Stored data entries
☆ ☆ ☆

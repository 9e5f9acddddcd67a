//! Change tracking between a draft and the snapshot it was copied from.
//!
//! `ChangeSet` is keyed by the path string exactly as the editor supplied
//! it. Entries are recorded as fields are written and are not pruned when a
//! field is edited back to its original value; [`diff`] computes the net
//! difference on demand.

use std::collections::BTreeMap;

use schemars::JsonSchema;
use serde::{Deserialize, Serialize};
use serde_json::{Map, Value};

/// Old and new value of one field. `old` is `None` when the field did not
/// exist in the original snapshot.
#[derive(Debug, Clone, PartialEq, Serialize, Deserialize, JsonSchema)]
pub struct FieldChange {
    #[serde(default, skip_serializing_if = "Option::is_none")]
    pub old: Option<Value>,
    pub new: Value,
}

/// Field path → change.
#[derive(Debug, Clone, Default, PartialEq, Serialize, Deserialize, JsonSchema)]
#[serde(transparent)]
pub struct ChangeSet(BTreeMap<String, FieldChange>);

impl ChangeSet {
    #[must_use]
    pub fn new() -> Self {
        Self::default()
    }

    /// Record (or overwrite) the change for `path`.
    pub fn record(&mut self, path: &str, old: Option<Value>, new: Value) {
        self.0.insert(path.to_string(), FieldChange { old, new });
    }

    #[must_use]
    pub fn get(&self, path: &str) -> Option<&FieldChange> {
        self.0.get(path)
    }

    #[must_use]
    pub fn contains(&self, path: &str) -> bool {
        self.0.contains_key(path)
    }

    #[must_use]
    pub fn is_empty(&self) -> bool {
        self.0.is_empty()
    }

    #[must_use]
    pub fn len(&self) -> usize {
        self.0.len()
    }

    pub fn clear(&mut self) {
        self.0.clear();
    }

    pub fn paths(&self) -> impl Iterator<Item = &str> {
        self.0.keys().map(String::as_str)
    }

    pub fn iter(&self) -> impl Iterator<Item = (&str, &FieldChange)> {
        self.0.iter().map(|(k, v)| (k.as_str(), v))
    }
}

/// Leaf-level difference between two documents.
///
/// Objects recurse and produce dotted paths; arrays and scalars compare
/// whole. A key removed from `edited` is reported with `new: null`.
#[must_use]
pub fn diff(original: &Map<String, Value>, edited: &Map<String, Value>) -> ChangeSet {
    let mut changes = ChangeSet::new();
    diff_into(&mut changes, "", original, edited);
    changes
}

fn diff_into(changes: &mut ChangeSet, prefix: &str, original: &Map<String, Value>, edited: &Map<String, Value>) {
    for (key, new) in edited {
        let path = join(prefix, key);
        match (original.get(key), new) {
            (Some(Value::Object(a)), Value::Object(b)) => diff_into(changes, &path, a, b),
            (Some(old), new) if old == new => {}
            (old, new) => changes.record(&path, old.cloned(), new.clone()),
        }
    }
    for (key, old) in original {
        if !edited.contains_key(key) {
            changes.record(&join(prefix, key), Some(old.clone()), Value::Null);
        }
    }
}

fn join(prefix: &str, key: &str) -> String {
    if prefix.is_empty() {
        key.to_string()
    } else {
        format!("{prefix}.{key}")
    }
}

#[cfg(test)]
mod tests {
    use super::*;
    use pretty_assertions::assert_eq;
    use serde_json::json;

    fn obj(value: Value) -> Map<String, Value> {
        value.as_object().cloned().unwrap()
    }

    #[test]
    fn record_overwrites_same_path() {
        let mut changes = ChangeSet::new();
        changes.record("title", Some(json!("A")), json!("B"));
        changes.record("title", Some(json!("A")), json!("C"));
        assert_eq!(changes.len(), 1);
        assert_eq!(changes.get("title").unwrap().new, json!("C"));
    }

    #[test]
    fn serializes_as_old_new_map() {
        let mut changes = ChangeSet::new();
        changes.record("hero.title", Some(json!("A")), json!("B"));
        changes.record("tagline", None, json!("New"));
        assert_eq!(
            serde_json::to_value(&changes).unwrap(),
            json!({"hero.title": {"old": "A", "new": "B"}, "tagline": {"new": "New"}})
        );
    }

    #[test]
    fn diff_reports_leaves() {
        let original = obj(json!({"hero": {"title": "A", "cta": "Go"}, "tags": [1, 2], "name": "x"}));
        let edited = obj(json!({"hero": {"title": "B", "cta": "Go"}, "tags": [1, 2, 3], "name": "x", "slug": "s"}));
        let changes = diff(&original, &edited);
        let paths: Vec<&str> = changes.paths().collect();
        assert_eq!(paths, vec!["hero.title", "slug", "tags"]);
        assert_eq!(changes.get("slug").unwrap().old, None);
    }

    #[test]
    fn diff_of_reverted_edit_is_empty() {
        let doc = obj(json!({"hero": {"title": "A"}}));
        assert!(diff(&doc, &doc.clone()).is_empty());
    }

    #[test]
    fn diff_reports_removed_keys() {
        let changes = diff(&obj(json!({"a": 1, "b": 2})), &obj(json!({"a": 1})));
        assert_eq!(changes.get("b").unwrap(), &FieldChange { old: Some(json!(2)), new: Value::Null });
    }
}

☆ ☆ ☆

Exercise aim
When a line among the entries above contains "snapshot", copy it.

Result of the task
//! Change tracking between a draft and the snapshot it was copied from.
/// exist in the original snapshot.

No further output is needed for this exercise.